I always just do ‘perl -de0′ for that sort of thing.
Sepia and PDE, both available on CPAN, already have REPLs and integrate with Emacs.
The thing is, a single sub declaration is valid Perl code, useful for those rare cases when you have something like a recursive prototyped function.
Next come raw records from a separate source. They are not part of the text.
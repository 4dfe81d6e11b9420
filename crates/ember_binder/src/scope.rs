//! Scope management for the binder.
//!
//! Scopes live in an arena and refer to their parent by [`ScopeId`]. A scope
//! is append-only: symbols are never removed, and a name can be declared at
//! most once per scope. Lookups walk outward, so inner declarations shadow
//! outer ones.

use crate::builtins;
use crate::symbol::{FunctionSymbol, PackageSymbol, Symbol, VariableSymbol};
use indexmap::IndexMap;
use rustc_hash::FxBuildHasher;
use std::sync::Arc;

/// Index of a scope in a [`ScopeArena`].
#[derive(Debug, Clone, Copy, PartialEq, Eq, Hash)]
pub struct ScopeId(u32);

impl ScopeId {
    pub fn index(self) -> usize {
        self.0 as usize
    }
}

/// A single frame of declarations.
#[derive(Debug, Default)]
pub struct Scope {
    symbols: IndexMap<String, Symbol, FxBuildHasher>,
    parent: Option<ScopeId>,
}

impl Scope {
    pub fn parent(&self) -> Option<ScopeId> {
        self.parent
    }

    pub fn len(&self) -> usize {
        self.symbols.len()
    }

    pub fn is_empty(&self) -> bool {
        self.symbols.is_empty()
    }

    pub fn iter(&self) -> impl Iterator<Item = &Symbol> {
        self.symbols.values()
    }
}

#[derive(Debug, Default)]
pub struct ScopeArena {
    scopes: Vec<Scope>,
}

impl ScopeArena {
    /// Maximum scope chain traversal depth to guard against cycles.
    const MAX_SCOPE_DEPTH: u32 = 10_000;

    pub fn new() -> Self {
        Self { scopes: Vec::new() }
    }

    /// Create an empty scope.
    pub fn create(&mut self, parent: Option<ScopeId>) -> ScopeId {
        let id = ScopeId(self.scopes.len() as u32);
        self.scopes.push(Scope {
            symbols: IndexMap::default(),
            parent,
        });
        id
    }

    /// Create a parentless scope seeded with the builtin functions.
    pub fn create_root(&mut self) -> ScopeId {
        let root = self.create(None);
        for function in builtins::functions() {
            self.try_declare_symbol(root, Symbol::Function(function));
        }
        root
    }

    pub fn get(&self, id: ScopeId) -> &Scope {
        &self.scopes[id.index()]
    }

    pub fn parent(&self, id: ScopeId) -> Option<ScopeId> {
        self.get(id).parent
    }

    pub fn len(&self) -> usize {
        self.scopes.len()
    }

    pub fn is_empty(&self) -> bool {
        self.scopes.is_empty()
    }

    /// Declare `symbol` in `scope` itself. Returns false, leaving the existing
    /// declaration in place, when the name is already taken there.
    pub fn try_declare_symbol(&mut self, scope: ScopeId, symbol: Symbol) -> bool {
        let symbols = &mut self.scopes[scope.index()].symbols;
        if symbols.contains_key(symbol.name()) {
            return false;
        }
        symbols.insert(symbol.name().to_string(), symbol);
        true
    }

    /// Resolve `name` starting at `scope` and walking outward.
    pub fn try_lookup_symbol(&self, scope: ScopeId, name: &str) -> Option<Symbol> {
        let mut current = Some(scope);
        let mut depth = 0;
        while let Some(id) = current {
            if depth > Self::MAX_SCOPE_DEPTH {
                break;
            }
            let frame = self.get(id);
            if let Some(symbol) = frame.symbols.get(name) {
                return Some(symbol.clone());
            }
            current = frame.parent;
            depth += 1;
        }
        None
    }

    /// Resolve `name` in `scope` only.
    pub fn lookup_local(&self, scope: ScopeId, name: &str) -> Option<Symbol> {
        self.get(scope).symbols.get(name).cloned()
    }

    /// Variables declared directly in `scope`, in declaration order.
    pub fn all_variables(&self, scope: ScopeId) -> Vec<Arc<VariableSymbol>> {
        self.get(scope)
            .iter()
            .filter_map(|s| match s {
                Symbol::Variable(v) => Some(Arc::clone(v)),
                _ => None,
            })
            .collect()
    }

    /// Functions declared directly in `scope`, in declaration order.
    pub fn all_functions(&self, scope: ScopeId) -> Vec<Arc<FunctionSymbol>> {
        self.get(scope)
            .iter()
            .filter_map(|s| match s {
                Symbol::Function(f) => Some(Arc::clone(f)),
                _ => None,
            })
            .collect()
    }

    /// Packages declared directly in `scope`, in declaration order.
    pub fn all_packages(&self, scope: ScopeId) -> Vec<Arc<PackageSymbol>> {
        self.get(scope)
            .iter()
            .filter_map(|s| match s {
                Symbol::Package(p) => Some(Arc::clone(p)),
                _ => None,
            })
            .collect()
    }
}
//! Interface to the lowering phase.
//!
//! The binder lowers lambda bodies as soon as they are bound; every other
//! body is lowered later by whoever consumes the [`BoundProgram`](crate::BoundProgram).

use crate::bound::BoundBlockStatement;
use crate::symbol::FunctionSymbol;

pub trait Lowerer {
    /// Rewrite `body`, the bound body of `function`, into its lowered form.
    fn lower(&mut self, function: &FunctionSymbol, body: BoundBlockStatement) -> BoundBlockStatement;
}

/// Returns bodies unchanged.
#[derive(Debug, Default, Clone, Copy)]
pub struct IdentityLowerer;

impl Lowerer for IdentityLowerer {
    fn lower(&mut self, _function: &FunctionSymbol, body: BoundBlockStatement) -> BoundBlockStatement {
        body
    }
}
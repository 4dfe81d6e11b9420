//! State shared by every binder working on one program.

use crate::bound::BoundBlockStatement;
use crate::lowering::{IdentityLowerer, Lowerer};
use crate::packages::{PackageRegistry, PackageResolver};
use crate::scope::{ScopeArena, ScopeId};
use crate::symbol::{FunctionSymbol, PackageSymbol};
use ember_core::text::TextSpan;
use ember_diagnostics::DiagnosticCollection;
use std::sync::Arc;

/// Owns the scope arena, the root and entry scopes, the open-package list
/// and the diagnostics of a binding run. Binders borrow it mutably one at a
/// time.
pub struct BindSession {
    pub scopes: ScopeArena,
    pub diagnostics: DiagnosticCollection,
    root_scope: ScopeId,
    main_scope: ScopeId,
    used_packages: Vec<Arc<PackageSymbol>>,
    resolver: Box<dyn PackageResolver>,
    lowerer: Box<dyn Lowerer>,
    temporary_counter: usize,
    lambda_counter: usize,
}

impl BindSession {
    pub fn new() -> Self {
        let mut scopes = ScopeArena::new();
        let root_scope = scopes.create_root();
        let main_scope = scopes.create(Some(root_scope));
        Self {
            scopes,
            diagnostics: DiagnosticCollection::new(),
            root_scope,
            main_scope,
            used_packages: Vec::new(),
            resolver: Box::new(PackageRegistry::new()),
            lowerer: Box::new(IdentityLowerer),
            temporary_counter: 0,
            lambda_counter: 0,
        }
    }

    pub fn with_resolver(mut self, resolver: impl PackageResolver + 'static) -> Self {
        self.resolver = Box::new(resolver);
        self
    }

    pub fn with_lowerer(mut self, lowerer: impl Lowerer + 'static) -> Self {
        self.lowerer = Box::new(lowerer);
        self
    }

    pub fn root_scope(&self) -> ScopeId {
        self.root_scope
    }

    /// The entry unit's scope. Program-level declarations live here.
    pub fn main_scope(&self) -> ScopeId {
        self.main_scope
    }

    /// Packages opened with `use`, in the order they were opened.
    pub fn used_packages(&self) -> &[Arc<PackageSymbol>] {
        &self.used_packages
    }

    pub fn use_package(&mut self, package: Arc<PackageSymbol>) {
        if !self.used_packages.iter().any(|p| p.id == package.id) {
            self.used_packages.push(package);
        }
    }

    pub fn resolve_package(&mut self, name: &str, span: TextSpan) -> Option<Arc<PackageSymbol>> {
        self.resolver.resolve(name, span, &mut self.diagnostics)
    }

    pub fn lower(&mut self, function: &FunctionSymbol, body: BoundBlockStatement) -> BoundBlockStatement {
        self.lowerer.lower(function, body)
    }

    /// Name for a compiler-generated temporary. Never a valid identifier.
    pub fn next_temporary_name(&mut self) -> String {
        let name = format!("$tmp{}", self.temporary_counter);
        self.temporary_counter += 1;
        name
    }

    pub fn next_lambda_name(&mut self) -> String {
        let name = format!("$lambda{}", self.lambda_counter);
        self.lambda_counter += 1;
        name
    }

    /// Take diagnostics from the session.
    pub fn take_diagnostics(&mut self) -> DiagnosticCollection {
        std::mem::take(&mut self.diagnostics)
    }
}

impl Default for BindSession {
    fn default() -> Self {
        Self::new()
    }
}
It’s called a “forward” declaration by perlsub.
Simple example (warning! funky code ahead):
perl -Mstrict -Mwarnings -E ‘sub foo; sub foo; sub foo;’
of course, it’s valid Perl, because you’re just declaring a function, not defining it.
perl -Mstrict -Mwarnings -E ‘sub foo; sub foo; sub foo; foo(42)’
Undefined subroutine &main::foo called at -e line 1.
And now you probably now what went wrong inside the REPL as well.
The shell prefix should have given you enough of a hint, take a look at how it stays a “$” after you declare your sub:
$ sub f
$ {
and changes to a long-call “>” prefix in your latter example:
$ sub f {
> say ‘h’;
what the REPL did on the first try was declare a sub, then go inside a block – just notice how it processes and return the block right after you enter “}”, which does not happen on the second try.
Granted, a REPL specific warning about sub declaration without definition would be very helpful, specially to REPL newcomers.
Anyway, nice article!
Hi Sue,
I had always used perl -d -e 1 too. It looks like there are some advantages to using re.pl if you like that sort of thing though.
@Anonymous – I’ll take a look at those. Thanks for the tip.
@garu – yes I noticed that the prompt hadn’t changed. However, clearly the re.pl has done the wrong thing. I didn’t finish the statement with a semi-colon so it should have been able to detect the continuation.